Make it Rain!
This experiment teaches you about the water cycle. It’s a neat trick – you can make it rain without a cloud in the sky!
What you need:
- A two-liter plastic bottle
- Scissors
- Gravel (aquarium gravel works well)
- Potting soil
- Peat moss
- Two buckets
- Two scoop-type measuring cups
- Seeds (marigolds work well)
- Small plants
- Water
- Plastic wrap
- Rubber bands
Now here’s what you do…
- Use the scissors to cut off the tops of the bottles about two inches down.
- Mix the potting soil and peat moss in a bucket.
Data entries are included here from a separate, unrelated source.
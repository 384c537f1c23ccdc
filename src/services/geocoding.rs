use crate::models::Coordinates;
use moka::future::Cache;
use reqwest::{Client, StatusCode};
use serde::Deserialize;
use std::time::Duration;
use thiserror::Error;

/// Errors that can occur when geocoding an address
#[derive(Debug, Error)]
pub enum GeocodingError {
    #[error("HTTP request failed: {0}")]
    RequestError(#[from] reqwest::Error),

    #[error("Address cannot be empty")]
    EmptyAddress,

    #[error("No results found for address: {0}")]
    NotFound(String),

    #[error("Geocoding service rate limit exceeded")]
    RateLimited,

    #[error("Geocoding service error: {0}")]
    ApiError(String),

    #[error("Invalid response format: {0}")]
    InvalidResponse(String),
}

#[derive(Debug, Deserialize)]
struct NominatimPlace {
    lat: String,
    lon: String,
}

impl NominatimPlace {
    fn coordinates(&self) -> Result<Coordinates, GeocodingError> {
        let latitude = self
            .lat
            .parse()
            .map_err(|_| GeocodingError::InvalidResponse(format!("bad latitude {:?}", self.lat)))?;
        let longitude = self
            .lon
            .parse()
            .map_err(|_| GeocodingError::InvalidResponse(format!("bad longitude {:?}", self.lon)))?;

        Coordinates::new(latitude, longitude)
            .map_err(|e| GeocodingError::InvalidResponse(e.to_string()))
    }
}

/// Nominatim search client with an in-memory TTL cache
pub struct Geocoder {
    base_url: String,
    client: Client,
    cache: Cache<String, Coordinates>,
}

/// Cache key: trimmed, lowercased, inner whitespace collapsed
fn normalize_address(address: &str) -> String {
    address
        .split_whitespace()
        .collect::<Vec<_>>()
        .join(" ")
        .to_lowercase()
}

impl Geocoder {
    pub fn new(
        base_url: String,
        user_agent: &str,
        timeout: Duration,
        cache_capacity: u64,
        cache_ttl: Duration,
    ) -> Result<Self, GeocodingError> {
        let client = Client::builder()
            .user_agent(user_agent)
            .timeout(timeout)
            .build()?;

        let cache = Cache::builder()
            .max_capacity(cache_capacity)
            .time_to_live(cache_ttl)
            .build();

        Ok(Self {
            base_url,
            client,
            cache,
        })
    }

    /// Resolve an address to coordinates, using the cache when possible
    pub async fn geocode(&self, address: &str) -> Result<Coordinates, GeocodingError> {
        let key = normalize_address(address);
        if key.is_empty() {
            return Err(GeocodingError::EmptyAddress);
        }

        if let Some(coordinates) = self.cache.get(&key).await {
            tracing::debug!("Geocode cache hit for {:?}", key);
            return Ok(coordinates);
        }

        let coordinates = self.search(address.trim()).await?;
        self.cache.insert(key, coordinates).await;

        Ok(coordinates)
    }

    async fn search(&self, address: &str) -> Result<Coordinates, GeocodingError> {
        let url = format!(
            "{}/search?q={}&format=json&limit=1",
            self.base_url.trim_end_matches('/'),
            urlencoding::encode(address)
        );

        tracing::debug!("Geocoding address: {}", url);

        let response = self.client.get(&url).send().await?;

        match response.status() {
            StatusCode::TOO_MANY_REQUESTS => return Err(GeocodingError::RateLimited),
            status if !status.is_success() => {
                return Err(GeocodingError::ApiError(status.to_string()));
            }
            _ => {}
        }

        let places: Vec<NominatimPlace> = response
            .json()
            .await
            .map_err(|e| GeocodingError::InvalidResponse(e.to_string()))?;

        places
            .first()
            .ok_or_else(|| GeocodingError::NotFound(address.to_string()))?
            .coordinates()
    }
}

#[cfg(test)]
mod tests {
    use super::*;
    use mockito::{Matcher, Server, ServerGuard};

    fn geocoder_for(server: &ServerGuard) -> Geocoder {
        Geocoder::new(
            server.url(),
            "study-spot-match-tests",
            Duration::from_secs(5),
            100,
            Duration::from_secs(60),
        )
        .unwrap()
    }

    fn search_matcher() -> Matcher {
        Matcher::AllOf(vec![
            Matcher::UrlEncoded("format".into(), "json".into()),
            Matcher::UrlEncoded("limit".into(), "1".into()),
        ])
    }

    #[test]
    fn test_normalize_address() {
        assert_eq!(
            normalize_address("  6138 Student Union   Blvd\tVancouver "),
            "6138 student union blvd vancouver"
        );
        assert_eq!(normalize_address("   "), "");
    }

    #[tokio::test]
    async fn test_geocode_success_is_cached() {
        let mut server = Server::new_async().await;
        let mock = server
            .mock("GET", "/search")
            .match_query(Matcher::AllOf(vec![
                search_matcher(),
                Matcher::UrlEncoded("q".into(), "1961 East Mall".into()),
            ]))
            .with_status(200)
            .with_header("content-type", "application/json")
            .with_body(r#"[{"lat":"49.2675","lon":"-123.2527","display_name":"IKB"}]"#)
            .expect(1)
            .create_async()
            .await;

        let geocoder = geocoder_for(&server);
        let first = geocoder.geocode("1961 East Mall").await.unwrap();
        let second = geocoder.geocode("  1961 EAST mall ").await.unwrap();

        mock.assert_async().await;
        assert_eq!(first, second);
        assert_eq!(first.latitude, 49.2675);
        assert_eq!(first.longitude, -123.2527);
    }

    #[tokio::test]
    async fn test_geocode_no_results() {
        let mut server = Server::new_async().await;
        server
            .mock("GET", "/search")
            .match_query(search_matcher())
            .with_status(200)
            .with_body("[]")
            .create_async()
            .await;

        let err = geocoder_for(&server).geocode("Nowhere Street").await.unwrap_err();
        assert!(matches!(err, GeocodingError::NotFound(ref addr) if addr == "Nowhere Street"));
    }

    #[tokio::test]
    async fn test_geocode_rate_limited() {
        let mut server = Server::new_async().await;
        server
            .mock("GET", "/search")
            .match_query(search_matcher())
            .with_status(429)
            .create_async()
            .await;

        let err = geocoder_for(&server).geocode("Main Mall").await.unwrap_err();
        assert!(matches!(err, GeocodingError::RateLimited));
    }

    #[tokio::test]
    async fn test_empty_address_skips_the_request() {
        let server = Server::new_async().await;
        let err = geocoder_for(&server).geocode("   ").await.unwrap_err();
        assert!(matches!(err, GeocodingError::EmptyAddress));
    }

    #[tokio::test]
    async fn test_garbage_coordinates_are_invalid() {
        let mut server = Server::new_async().await;
        server
            .mock("GET", "/search")
            .match_query(search_matcher())
            .with_status(200)
            .with_body(r#"[{"lat":"north","lon":"-123.25"}]"#)
            .create_async()
            .await;

        let err = geocoder_for(&server).geocode("Main Mall").await.unwrap_err();
        assert!(matches!(err, GeocodingError::InvalidResponse(_)));
    }
}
Place the gravel in the other bucket.
- Place about an inch of gravel into the bottle.
- Place about three inches of the dirt on top of the gravel.
- Plant a few seeds about one inch below the soil on one side of the bottle. Put the plants about an inch below the soil on the other side.
- Water the plants and seeds. Make sure to give the plants plenty of water.
- Seal the bottles by using plastic wrap and the rubber bands.
- Place the bottle in a windowsill or another sunny location.
- Watch the bottles over the next three weeks and write down what happens!
What you learned…
After a few days condensation (water drops) appeared on the lid. The condensation made the air in the bottle get saturated with water. Then the water fell from the lid like raindrops onto the plants and soil. Because of the rain, the plants grew!
The key to this experiment is to begin with enough water. By watering thoroughly in the beginning you created enough water to evaporate, condense, and fall onto the plants.
This is how the water cycle works! Mother Nature doesn’t make “new” water every year. We use the same water over and over again. Water falls to the ground as rain or snow; it eventually evaporates back into the air and then falls to the ground again.
That’s why it’s possible to drink water as old as a dinosaur!